■ Required action
Counting task for the entries below: give the number of lines that contain the word "Duration", with no other text.

********

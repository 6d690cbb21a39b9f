//! Player session: one RTSP state machine per connection

use super::audio_pipeline::{AudioHandler, AudioPipeline, ControlHandler};
use super::channel::{ChannelRole, ChannelSet, PacketHandler};
use super::config::RtpPorts;
use super::connection::RtspHandler;
use super::events::{EventSender, ServerEvent, emit};
use super::negotiate::{ChannelOpener, negotiate_transport};
use super::parameters::{
    self, CONTENT_TYPE_PARAMETERS, VOLUME, format_volume, parse_parameters, parse_volume,
};
use super::timing::{ClockSync, TimingHandler, spawn_timing_requests};
use crate::audio::{AudioSink, DecoderFactory, GainMapping};
use crate::error::RaopError;
use crate::protocol::crypto::RaopRsaPrivateKey;
use crate::protocol::rtsp::headers::names;
use crate::protocol::rtsp::{Method, ResponseBuilder, RtspRequest};
use crate::protocol::sdp::{CONTENT_TYPE_SDP, StreamDescription};
use async_trait::async_trait;
use std::fmt;
use std::net::{IpAddr, SocketAddr};
use std::sync::{Arc, Mutex, PoisonError};
use std::time::Duration;
use tokio::task::JoinHandle;
use tokio_util::sync::CancellationToken;

/// Opaque token returned in the `Session` header
pub const SESSION_ID: &str = "DEADBEEF";

/// RTSP session state
#[derive(Debug, Clone, Copy, PartialEq, Eq)]
pub enum SessionState {
    /// No stream announced
    Idle,
    /// ANNOUNCE accepted
    Announced,
    /// Channels negotiated
    SetUp,
    /// Audio is being delivered
    Recording,
    /// Buffered audio discarded, waiting for RECORD
    Flushed,
    /// TEARDOWN received
    TornDown,
}

impl fmt::Display for SessionState {
    fn fmt(&self, f: &mut fmt::Formatter<'_>) -> fmt::Result {
        let name = match self {
            Self::Idle => "Idle",
            Self::Announced => "Announced",
            Self::SetUp => "SetUp",
            Self::Recording => "Recording",
            Self::Flushed => "Flushed",
            Self::TornDown => "TornDown",
        };
        f.write_str(name)
    }
}

/// Check that `method` may run in `state`
///
/// # Errors
///
/// Returns `RaopError::InvalidState` otherwise.
pub fn expect_state(
    method: &Method,
    state: SessionState,
    allowed: &[SessionState],
) -> Result<(), RaopError> {
    if allowed.contains(&state) {
        Ok(())
    } else {
        Err(RaopError::InvalidState {
            method: method.to_string(),
            state: state.to_string(),
        })
    }
}

/// Check that an ANNOUNCE carries an SDP body
///
/// # Errors
///
/// Returns `RaopError::Protocol` if `Content-Type` is missing or different.
pub fn require_sdp(request: &RtspRequest) -> Result<(), RaopError> {
    match request.headers.content_type() {
        Some(content_type) if content_type.trim() == CONTENT_TYPE_SDP => Ok(()),
        Some(content_type) => Err(RaopError::protocol(format!(
            "invalid Content-Type {content_type:?}, expected {CONTENT_TYPE_SDP}"
        ))),
        None => Err(RaopError::protocol("no Content-Type header")),
    }
}

/// Resources shared by every player session of one server
pub struct PlayerContext {
    /// Local RTP ports
    pub rtp_ports: RtpPorts,
    /// Key unwrapping announced AES keys
    pub private_key: Option<Arc<RaopRsaPrivateKey>>,
    /// Creates a decoder per announced stream
    pub decoders: Arc<dyn DecoderFactory>,
    /// Audio output
    pub sink: Arc<dyn AudioSink>,
    /// Interval between timing requests while recording
    pub timing_interval: Duration,
    /// Event channel of the owning server
    pub events: EventSender,
}

impl fmt::Debug for PlayerContext {
    fn fmt(&self, f: &mut fmt::Formatter<'_>) -> fmt::Result {
        f.debug_struct("PlayerContext")
            .field("rtp_ports", &self.rtp_ports)
            .field("private_key", &self.private_key.is_some())
            .field("timing_interval", &self.timing_interval)
            .finish_non_exhaustive()
    }
}

/// State machine of one player connection
pub struct PlayerSession {
    ctx: Arc<PlayerContext>,
    client: SocketAddr,
    local: SocketAddr,
    state: SessionState,
    stream: Option<StreamDescription>,
    pipeline: Option<Arc<AudioPipeline>>,
    channels: ChannelSet,
    clock: Arc<Mutex<ClockSync>>,
    timing_task: Option<(CancellationToken, JoinHandle<()>)>,
    volume_known: bool,
}

impl PlayerSession {
    /// Session for a connection from `client` accepted on `local`
    #[must_use]
    pub fn new(ctx: Arc<PlayerContext>, client: SocketAddr, local: SocketAddr) -> Self {
        Self {
            ctx,
            client,
            local,
            state: SessionState::Idle,
            stream: None,
            pipeline: None,
            channels: ChannelSet::new(),
            clock: Arc::new(Mutex::new(ClockSync::new())),
            timing_task: None,
            volume_known: false,
        }
    }

    /// Current protocol state
    #[must_use]
    pub fn state(&self) -> SessionState {
        self.state
    }

    /// Stream accepted by the last ANNOUNCE
    #[must_use]
    pub fn stream(&self) -> Option<&StreamDescription> {
        self.stream.as_ref()
    }

    /// Channels opened by SETUP
    #[must_use]
    pub fn channels(&self) -> &ChannelSet {
        &self.channels
    }

    /// Current clock offset estimate in microseconds
    #[must_use]
    pub fn clock_offset_micros(&self) -> i64 {
        self.clock
            .lock()
            .unwrap_or_else(PoisonError::into_inner)
            .offset_micros()
    }

    /// Drop the stream and release every channel
    pub async fn reset(&mut self) {
        self.stop_timing().await;
        self.channels.close_all().await;
        if let Some(pipeline) = self.pipeline.take() {
            pipeline.stop();
        }
        self.stream = None;
        self.clock
            .lock()
            .unwrap_or_else(PoisonError::into_inner)
            .reset();
        self.state = SessionState::Idle;
    }

    async fn announce(&mut self, request: &RtspRequest) -> Result<ResponseBuilder, RaopError> {
        require_sdp(request)?;

        let stream =
            StreamDescription::parse(&request.body_text(), self.ctx.private_key.as_deref())?;
        let pipeline =
            AudioPipeline::new(&stream, self.ctx.decoders.as_ref(), self.ctx.sink.clone())?;

        self.reset().await;

        tracing::info!(
            client = %self.client,
            format_index = stream.format_index,
            encrypted = stream.is_encrypted(),
            "stream announced"
        );
        emit(
            &self.ctx.events,
            ServerEvent::StreamAnnounced {
                address: self.client,
                encrypted: stream.is_encrypted(),
            },
        );

        self.stream = Some(stream);
        self.pipeline = Some(Arc::new(pipeline));
        self.state = SessionState::Announced;
        Ok(ResponseBuilder::ok())
    }

    async fn setup(&mut self, request: &RtspRequest) -> Result<ResponseBuilder, RaopError> {
        expect_state(&request.method, self.state, &[SessionState::Announced])?;

        let transport = request
            .headers
            .transport()
            .ok_or_else(|| RaopError::protocol("no Transport header"))?;
        let pipeline = self
            .pipeline
            .clone()
            .ok_or_else(|| RaopError::protocol("audio stream not configured"))?;

        let result = {
            let mut opener = PlayerChannels {
                channels: &mut self.channels,
                bind_ip: self.local.ip(),
                ports: self.ctx.rtp_ports,
                pipeline: pipeline.clone(),
                clock: self.clock.clone(),
            };
            negotiate_transport(transport, self.client.ip(), &mut opener).await
        };
        let negotiated = match result {
            Ok(negotiated) => negotiated,
            Err(e) => {
                self.channels.close_all().await;
                return Err(e);
            }
        };

        pipeline.set_control(self.channels.get(ChannelRole::Control).cloned());
        self.state = SessionState::SetUp;

        tracing::info!(client = %self.client, transport = %negotiated, "transport negotiated");
        Ok(ResponseBuilder::ok()
            .header(names::TRANSPORT, &negotiated.to_string())
            .session(SESSION_ID))
    }

    async fn record(&mut self, request: &RtspRequest) -> Result<ResponseBuilder, RaopError> {
        let Some(pipeline) = self.pipeline.clone() else {
            return Err(RaopError::protocol("audio stream not configured"));
        };
        expect_state(
            &request.method,
            self.state,
            &[
                SessionState::SetUp,
                SessionState::Recording,
                SessionState::Flushed,
            ],
        )?;

        if self.state == SessionState::SetUp {
            pipeline.start()?;
            self.start_timing().await;
        }

        if self.state != SessionState::Recording {
            tracing::info!(client = %self.client, "client started streaming");
            emit(
                &self.ctx.events,
                ServerEvent::RecordingStarted {
                    address: self.client,
                },
            );
        }
        self.state = SessionState::Recording;
        Ok(ResponseBuilder::ok())
    }

    fn flush(&mut self, request: &RtspRequest) -> Result<ResponseBuilder, RaopError> {
        expect_state(
            &request.method,
            self.state,
            &[SessionState::Recording, SessionState::Flushed],
        )?;

        if let Some(pipeline) = &self.pipeline {
            pipeline.flush();
        }
        self.state = SessionState::Flushed;

        tracing::info!(client = %self.client, "client paused streaming, audio flushed");
        emit(
            &self.ctx.events,
            ServerEvent::Flushed {
                address: self.client,
            },
        );
        Ok(ResponseBuilder::ok())
    }

    fn set_parameter(&mut self, request: &RtspRequest) -> Result<ResponseBuilder, RaopError> {
        expect_state(
            &request.method,
            self.state,
            &[
                SessionState::SetUp,
                SessionState::Recording,
                SessionState::Flushed,
            ],
        )?;

        // Artwork and DMAP metadata share the method but not the grammar.
        if let Some(content_type) = request.headers.content_type() {
            if content_type != CONTENT_TYPE_PARAMETERS {
                tracing::debug!(content_type, "ignoring SET_PARAMETER body");
                return Ok(ResponseBuilder::ok());
            }
        }

        let body = request.body_text();
        for (name, value) in parse_parameters(&body)? {
            if name == VOLUME {
                self.apply_volume(parse_volume(value)?);
            } else {
                tracing::debug!(name, value, "ignoring parameter");
            }
        }
        Ok(ResponseBuilder::ok())
    }

    fn apply_volume(&mut self, db: f32) {
        let (min, max) = self.ctx.sink.gain_range();
        let gain = GainMapping::new(min, max).to_device(db);
        self.ctx.sink.set_gain(gain);
        self.volume_known = true;

        tracing::info!(db, gain, "volume changed");
        emit(
            &self.ctx.events,
            ServerEvent::VolumeChanged {
                address: self.client,
                db,
            },
        );
    }

    fn get_parameter(&self) -> ResponseBuilder {
        if !self.volume_known {
            return ResponseBuilder::ok();
        }
        let (min, max) = self.ctx.sink.gain_range();
        let db = GainMapping::new(min, max).to_airtunes(self.ctx.sink.gain());
        ResponseBuilder::ok().text_body(&parameters::volume_body(&format_volume(db)))
    }

    async fn teardown(&mut self) -> ResponseBuilder {
        self.reset().await;
        self.state = SessionState::TornDown;

        tracing::info!(client = %self.client, "client initiated teardown");
        emit(
            &self.ctx.events,
            ServerEvent::TornDown {
                address: self.client,
            },
        );
        ResponseBuilder::ok()
    }

    async fn start_timing(&mut self) {
        self.stop_timing().await;
        let Some(channel) = self.channels.get(ChannelRole::Timing).cloned() else {
            return;
        };
        if channel.remote().is_none() {
            return;
        }
        let cancel = CancellationToken::new();
        let task = spawn_timing_requests(channel, self.ctx.timing_interval, cancel.clone());
        self.timing_task = Some((cancel, task));
    }

    async fn stop_timing(&mut self) {
        if let Some((cancel, task)) = self.timing_task.take() {
            cancel.cancel();
            let _ = task.await;
        }
    }
}

#[async_trait]
impl RtspHandler for PlayerSession {
    async fn handle(&mut self, request: &RtspRequest) -> Result<ResponseBuilder, RaopError> {
        match &request.method {
            Method::Options => Ok(ResponseBuilder::ok().header(names::PUBLIC, Method::PUBLIC)),
            Method::Announce => self.announce(request).await,
            Method::Setup => self.setup(request).await,
            Method::Record => self.record(request).await,
            Method::Flush | Method::Pause => self.flush(request),
            Method::SetParameter => self.set_parameter(request),
            Method::GetParameter => Ok(self.get_parameter()),
            Method::Teardown => Ok(self.teardown().await),
            Method::Other(name) => Err(RaopError::NotImplemented(name.clone())),
        }
    }

    async fn shutdown(&mut self) {
        self.reset().await;
    }
}

/// Opens the player's channels during SETUP
struct PlayerChannels<'a> {
    channels: &'a mut ChannelSet,
    bind_ip: IpAddr,
    ports: RtpPorts,
    pipeline: Arc<AudioPipeline>,
    clock: Arc<Mutex<ClockSync>>,
}

#[async_trait]
impl ChannelOpener for PlayerChannels<'_> {
    async fn open_channel(
        &mut self,
        role: ChannelRole,
        remote: Option<SocketAddr>,
    ) -> Result<u16, RaopError> {
        let handler: Arc<dyn PacketHandler> = match role {
            ChannelRole::Audio => Arc::new(AudioHandler::new(self.pipeline.clone())),
            ChannelRole::Control => Arc::new(ControlHandler::new(self.pipeline.clone())),
            ChannelRole::Timing => Arc::new(TimingHandler::new(
                self.clock.clone(),
                self.pipeline.sink().clone(),
            )),
        };
        let local = SocketAddr::new(self.bind_ip, self.ports.port(role));
        let channel = self.channels.open(role, local, remote, handler).await?;
        Ok(channel.local_port())
    }
}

********

■ Solution to this exercise
2